H.264 also uses hybrid block based video compression techniques such as transformation
for reduction of spatial correlation, quantization for bit-rate control, motion compensated
prediction for reduction of temporal correlation and entropy coding for reduction in statistical
correlation. The important changes in H.264 occur in the details of each functional element. It
includes adaptive intra-picture prediction, a new 4x4 integer transform, multiple reference
pictures, variable block sizes, a quarter pel precision for motion compensation, an in-loop de-
blocking filter, and improved entropy coding.
Fig 1.1 shows the H.264 encoder block diagram and Fig 1.2 shows the H.264 decoder
block diagram.
The functions of different blocks of the H.264 encoder are described below:
Transform: A 4x4 integer transform is used and the transform coefficients are explicitly
specified in AVC and allow it to be perfectly invertible. In AVC, the transform coding always
uses predictions to construct the residuals, even in the case of intra macro blocks. [10]
Quantization and scan: The standard specifies the mathematical formulae of the quantization
process. The scale factor for each element in each sub-block varies as a function of the
quantization parameter associated with the macro block that contains the sub block, and as a
function of the position of the element within the sub-block. The rate-control algorithm in the
encoder controls the value of quantization parameter. [10]

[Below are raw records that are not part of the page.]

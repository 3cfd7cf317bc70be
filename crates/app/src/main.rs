mod cli;
mod detector;

use std::{
    sync::{
        Arc,
        atomic::{AtomicBool, Ordering},
    },
    thread,
    time::Duration,
};

use anyhow::{Context, Result};
use clap::Parser;
use tracing::info;
use video_ingest::VideoBackend;
use vision::{
    DisplayState, SessionController, TriggerConfig, pipeline::telemetry, spawn_control_server,
};

fn main() {
    if let Err(err) = run() {
        eprintln!("{err:?}");
        std::process::exit(1);
    }
}

fn run() -> Result<()> {
    let cli = cli::Cli::parse();
    let config = TriggerConfig::try_from(cli.args)?;
    let _telemetry = telemetry::install(&config.telemetry)?;
    telemetry::init_metrics_recorder();

    let detector = detector::factory(&config)?;
    let display = Arc::new(DisplayState::new());
    let controller = Arc::new(SessionController::new(
        config.clone(),
        video_backend(&config),
        detector,
        display,
    ));
    let server = spawn_control_server(controller.clone(), config.bind)?;
    info!(
        "Watching {} for '{}' (confidence > {})",
        config.source_uri, config.policy.target_label, config.policy.confidence_threshold
    );

    if config.autostart {
        controller.start()?;
    }

    let shutdown = Arc::new(AtomicBool::new(false));
    {
        let shutdown = shutdown.clone();
        ctrlc::set_handler(move || shutdown.store(true, Ordering::SeqCst))
            .context("Failed to install Ctrl+C handler")?;
    }
    while !shutdown.load(Ordering::SeqCst) {
        thread::sleep(Duration::from_millis(200));
    }

    info!("Shutting down");
    controller.shutdown();
    server.stop();
    Ok(())
}

#[cfg(feature = "with-opencv")]
fn video_backend(config: &TriggerConfig) -> Arc<dyn VideoBackend> {
    Arc::new(video_ingest::OpenCvBackend::new((config.width, config.height)))
}

#[cfg(not(feature = "with-opencv"))]
fn video_backend(config: &TriggerConfig) -> Arc<dyn VideoBackend> {
    Arc::new(video_ingest::FfmpegBackend::new((config.width, config.height)))
}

CAVLC and CABAC entropy coders: VLC encoding of syntax elements for the compressed
stream is performed using Exp-Golomb codes. For transform coefficient coding AVC includes
two different entropy coding methods (CAVLC and CABAC) [17, 18] for coding the quantized
transform coefficients. The entropy coding method can change as often as every picture. [10]
De-blocking filter: This filter operates on a macro block after motion compensation and
residual coding, or on a macro block after intra-prediction and residual coding, depending
whether the macro block is inter-coded or intra-coded. The result of the loop filtering operation
is stored as a reference picture. The loop filter operation is adaptive in response to several factors
such as the quantization parameter of the current and neighboring macro blocks, the magnitude
of the motion vector and the macro block coding type. [10] (Fig 1.3).

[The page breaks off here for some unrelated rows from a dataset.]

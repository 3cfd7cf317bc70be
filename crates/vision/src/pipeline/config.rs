//! Configuration parsing for the trigger pipeline.
//!
//! This module owns translation of CLI arguments into a `TriggerConfig` which the
//! session controller, supervisor and HTTP surface use without re-parsing flags.

use std::{net::SocketAddr, path::PathBuf, time::Duration};

use anyhow::{Context, Result, bail};
use clap::Args;

#[derive(Clone, Debug)]
/// When a detection counts as the target, and how long the target stays "recent".
pub struct DetectionPolicy {
    pub target_label: String,
    /// Strict lower bound on detection confidence.
    pub confidence_threshold: f32,
    pub resume_grace: Duration,
}

impl Default for DetectionPolicy {
    fn default() -> Self {
        Self {
            target_label: "book".to_string(),
            confidence_threshold: 0.5,
            resume_grace: Duration::from_secs(3),
        }
    }
}

#[derive(Clone, Debug)]
/// Clip played while the target is in view.
pub struct PlaybackSettings {
    pub asset_path: PathBuf,
    pub frame_rate: f64,
}

impl PlaybackSettings {
    pub fn new(asset_path: impl Into<PathBuf>) -> Self {
        Self {
            asset_path: asset_path.into(),
            frame_rate: 30.0,
        }
    }

    /// Delay between two published asset frames.
    pub fn frame_interval(&self) -> Duration {
        Duration::from_secs_f64(1.0 / self.frame_rate)
    }
}

#[derive(Clone, Debug, Default)]
/// Optional telemetry knobs for tracing.
pub struct TelemetryOptions {
    /// Write a Chrome trace JSON file capturing pipeline spans.
    pub chrome_trace_path: Option<PathBuf>,
}

#[derive(Clone, Debug)]
/// Canonical configuration shared by every part of the trigger service.
pub struct TriggerConfig {
    /// Camera URI, device index, RTSP URL or file path.
    pub source_uri: String,
    /// TorchScript model path used by the detector.
    pub model_path: PathBuf,
    /// Capture and playback frame width.
    pub width: i32,
    /// Capture and playback frame height.
    pub height: i32,
    pub policy: DetectionPolicy,
    pub playback: PlaybackSettings,
    /// JPEG quality used by the stream encoder.
    pub jpeg_quality: u8,
    /// Address the HTTP control/stream server listens on.
    pub bind: SocketAddr,
    /// How long `stop()` waits for the in-flight iteration to notice.
    pub stop_grace: Duration,
    /// Start a session as soon as the service is up.
    pub autostart: bool,
    /// Force CPU inference.
    pub use_cpu: bool,
    /// Log every detection, not just target matches.
    pub verbose: bool,
    pub telemetry: TelemetryOptions,
}

impl TriggerConfig {
    /// Configuration with defaults for everything except the two required inputs.
    pub fn new(source_uri: impl Into<String>, asset_path: impl Into<PathBuf>) -> Self {
        Self {
            source_uri: source_uri.into(),
            model_path: PathBuf::from(DEFAULT_MODEL),
            width: 640,
            height: 480,
            policy: DetectionPolicy::default(),
            playback: PlaybackSettings::new(asset_path),
            jpeg_quality: 80,
            bind: SocketAddr::from(([0, 0, 0, 0], 5000)),
            stop_grace: Duration::from_millis(500),
            autostart: false,
            use_cpu: false,
            verbose: false,
            telemetry: TelemetryOptions::default(),
        }
    }
}

const DEFAULT_MODEL: &str = "yolov8n.torchscript";

/// CLI arguments accepted by the trigger service.
#[derive(Debug, Args)]
pub struct TriggerCliArgs {
    /// Camera index, /dev/videoN, RTSP URL or video file used as the live feed.
    #[arg(long = "source", value_name = "URI", default_value = "0")]
    pub source: String,
    /// Clip played while the target is detected.
    #[arg(long = "asset", value_name = "PATH")]
    pub asset: PathBuf,
    /// TorchScript detector model.
    #[arg(long = "model", value_name = "PATH", default_value = DEFAULT_MODEL)]
    pub model: PathBuf,
    /// Detection label that triggers playback.
    #[arg(long = "target", value_name = "LABEL", default_value = "book")]
    pub target: String,
    /// Minimum (exclusive) confidence for a target detection.
    #[arg(long = "confidence", value_name = "SCORE", default_value_t = 0.5)]
    pub confidence: f32,
    /// Seconds the target counts as recently seen.
    #[arg(long = "resume-grace", value_name = "SECS", default_value_t = 3.0)]
    pub resume_grace: f64,
    /// Pace of clip playback in frames per second.
    #[arg(long = "asset-fps", value_name = "FPS", default_value_t = 30.0)]
    pub asset_fps: f64,
    /// Frame width in pixels.
    #[arg(long = "width", value_name = "PX", default_value_t = 640)]
    pub width: i32,
    /// Frame height in pixels.
    #[arg(long = "height", value_name = "PX", default_value_t = 480)]
    pub height: i32,
    /// JPEG quality used by the stream encoder (1-100).
    #[arg(long = "jpeg-quality", value_name = "QUALITY", default_value_t = 80)]
    pub jpeg_quality: i32,
    /// HTTP listen address.
    #[arg(long = "bind", value_name = "ADDR", default_value = "0.0.0.0:5000")]
    pub bind: String,
    /// Milliseconds `stop` waits before answering.
    #[arg(long = "stop-grace-ms", value_name = "MS", default_value_t = 500)]
    pub stop_grace_ms: u64,
    /// Start detecting immediately instead of waiting for POST /start.
    #[arg(long = "autostart", action = clap::ArgAction::SetTrue)]
    pub autostart: bool,
    /// Force CPU inference.
    #[arg(long = "cpu", action = clap::ArgAction::SetTrue)]
    pub use_cpu: bool,
    /// Enable verbose logging (all detections per frame).
    #[arg(long = "verbose", action = clap::ArgAction::SetTrue)]
    pub verbose: bool,
    /// Emit Chrome trace JSON for post-mortem analysis.
    #[arg(long = "chrome-trace", value_name = "PATH")]
    pub chrome_trace: Option<PathBuf>,
}

impl TryFrom<TriggerCliArgs> for TriggerConfig {
    type Error = anyhow::Error;

    fn try_from(args: TriggerCliArgs) -> Result<Self> {
        if args.width <= 0 || args.height <= 0 {
            bail!("--width and --height must be positive integers");
        }
        if args.target.trim().is_empty() {
            bail!("--target must not be empty");
        }
        if !(0.0..1.0).contains(&args.confidence) {
            bail!("--confidence must be in [0, 1)");
        }
        if !(args.resume_grace.is_finite() && args.resume_grace > 0.0) {
            bail!("--resume-grace must be a positive number of seconds");
        }
        if !(args.asset_fps.is_finite() && args.asset_fps > 0.0) {
            bail!("--asset-fps must be positive");
        }
        if !(1..=100).contains(&args.jpeg_quality) {
            bail!("--jpeg-quality must be an integer between 1 and 100");
        }
        let bind: SocketAddr = args
            .bind
            .parse()
            .with_context(|| format!("--bind {:?} is not a socket address", args.bind))?;

        let mut config = TriggerConfig::new(args.source, args.asset);
        config.model_path = args.model;
        config.width = args.width;
        config.height = args.height;
        config.policy = DetectionPolicy {
            target_label: args.target,
            confidence_threshold: args.confidence,
            resume_grace: Duration::from_secs_f64(args.resume_grace),
        };
        config.playback.frame_rate = args.asset_fps;
        config.jpeg_quality = args.jpeg_quality as u8;
        config.bind = bind;
        config.stop_grace = Duration::from_millis(args.stop_grace_ms);
        config.autostart = args.autostart;
        config.use_cpu = args.use_cpu;
        config.verbose = args.verbose;
        config.telemetry = TelemetryOptions {
            chrome_trace_path: args.chrome_trace,
        };
        Ok(config)
    }
}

Fig 1.3 Shows the block diagram of de-blocking filter in H.264 encoder block diagram [10]
De-blocking filtering is applied to vertical or horizontal edges of 4 ×4 blocks in a macroblock
excluding edges on slice boundaries, in the following order:
1. Filter 4 vertical boundaries of the luma component in order a, b, c, d in Figure 1.4
2. Filter 4 horizontal boundaries of the luma component in order e, f, g, h, in Figure 1.4
3. Filter 2 vertical boundaries of each chroma component (i, j)
4. Filter 2 horizontal boundaries of each chroma component (k, l)
Fig 1.4 Edge filtering order in a macro block [10]
Mode decision: It determines the coding mode for each macro block. Mode decision to achieve
high efficiency may use rate distortion optimization. Mode decision works with rate control
algorithm and the outcome is the best-selected coding mode for a macro block. [10]
Intra prediction: Prediction for intra macro blocks is called intra-prediction and is done in
pixel-domain in this standard. The standard describes intra-prediction as linear interpolations of
pixels from the adjacent edges of neighboring macro blocks that are decoded before the current
macro block. The interpolations are directional in nature, with multiple modes, each implying a
spatial direction of prediction. For luminance pixels with 4x4 partitions, 9 intra-prediction modes
are defined. Four intra-prediction modes are defined when a 16x16 partition is used – mode 0,
mode 1, mode 2 and mode 4. [10]. Table 2.1 shows the different prediction block sizes like
16×16, 8×8, 4×4 and their possible prediction modes.
Table 2.1 Different intra prediction block sizes with possible prediction modes [10]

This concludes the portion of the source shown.